There are so many people walking on earth now who have come to understand the gift that each moment brings.

Wednesday, November 3, 2010

Defending An Open Heart

So much of my practice and teaching, daily life for that matter, is related to right action and an open heart. This way of being has long been a part of my basic character, or nature, but I have had a bumpy ride with it. There has been a lot of suffering, let's just say, and misplaced trust, disappointed hopes, and tremendous energy expended in ways that seemed to dissipate into nothingness.

I also grew up feeling that other people's happiness was somehow my responsibility, though I have long since come to understand that it is only through a person's own awareness and being that the freedom of joy can emerge. That joy can be shared, which is something I definitely do. Somewhere along the way I have learned that I can live with my compassionate heart available to share joy and sorrow, yet feel safer, and can even at times offer a safe space for others to experience themselves more fully too. It is my yoga practice that seems to have shifted me here.

It boils down in some ways to releasing attachment to outcome, making the offering without the goal of making the offering, rather by simply being available to be offering. In this framework we cannot give away anything, nor lose nor gain. Oh that doesn't sound easy, does it?

It is not impossible to practice strengthening this sense of safety in openness. Just as we might practice sending compassion in a meditation towards someone for whom we have not always felt positive feelings, or we might now see others' behavior in terms of conditions of pain and suffering rather than letting it jerk our reactive nature around; we can learn to see and label dangers, and get more familiar with recognizing and using the strengths within us.

It all begins with the breath and cultivating awareness. That really is a simple exploration that can last your whole life! The physical yoga practice helps enormously with this, in my opinion. Breathing is a mechanism of balance, and balance offers the equanimity of a much wider range of motion whether it is the heart or the feet in motion. Through a sequence of Asana, tensions can be released that allow access to muscular strength and flexibility. The movement of the muscles and deeper support they can offer the bones, the greater a sense of foundation to every posture, every action. The process of gaining awareness, of stretching and strengthening, of focusing on moving within the movements of the inhale and exhale, produces a most amazing increase in the body's ability to feel ease with what is actually so. This enables movement in the emotional world as well as the physical one. Access to strength while remaining relaxed is a beautiful way to describe how the heart can be open, yet not be subject to changing conditions or harmed from operating without foundational support.

There are spiritual and other energetic practices that strengthen the heart and its ability to let go of the attachments that cause so much pain. Something as simple as a Mudra (hand posture in this case) of balance and grace as with Anjali Mudra (fingers gently resting upon each other, base of palms touching loosely resembling "Prayer" hands), of protection, as with Vaikhara, the shield (thumbs tucked into fists, forearms crossed in front of chest with hands held against the body), can help marshal the energy body's resources.

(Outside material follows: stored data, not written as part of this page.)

// Module exports for models

pub mod category;
pub mod event;
pub mod focus;
pub mod settings;
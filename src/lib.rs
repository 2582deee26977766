// Flowstate calendar library
// Exports all modules for testing and reuse

pub mod models;
pub mod services;
pub mod ui_egui;
pub mod utils;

I also find Garuda Mudra, (Eagle) of hooked thumbs, crossed wrists held with palms facing the heart to be particularly healing for feelings of being trapped in conditional nature. This is just one more tool to help balance energies, balance out the mind-body authority struggles, and give heart energy a little more support!

Locking up the movements of the heart will not hold them, just like holding one's breath will not stop the moment. As awareness grows, attention becomes more focused, breath becomes more available to the energetic needs of the body, and the body can develop in its ways of supporting alignment and finding balance. In this way the heart can also begin to feel more freedom. It is not something a person makes happen, it will happen on its own as the practice supports that opening.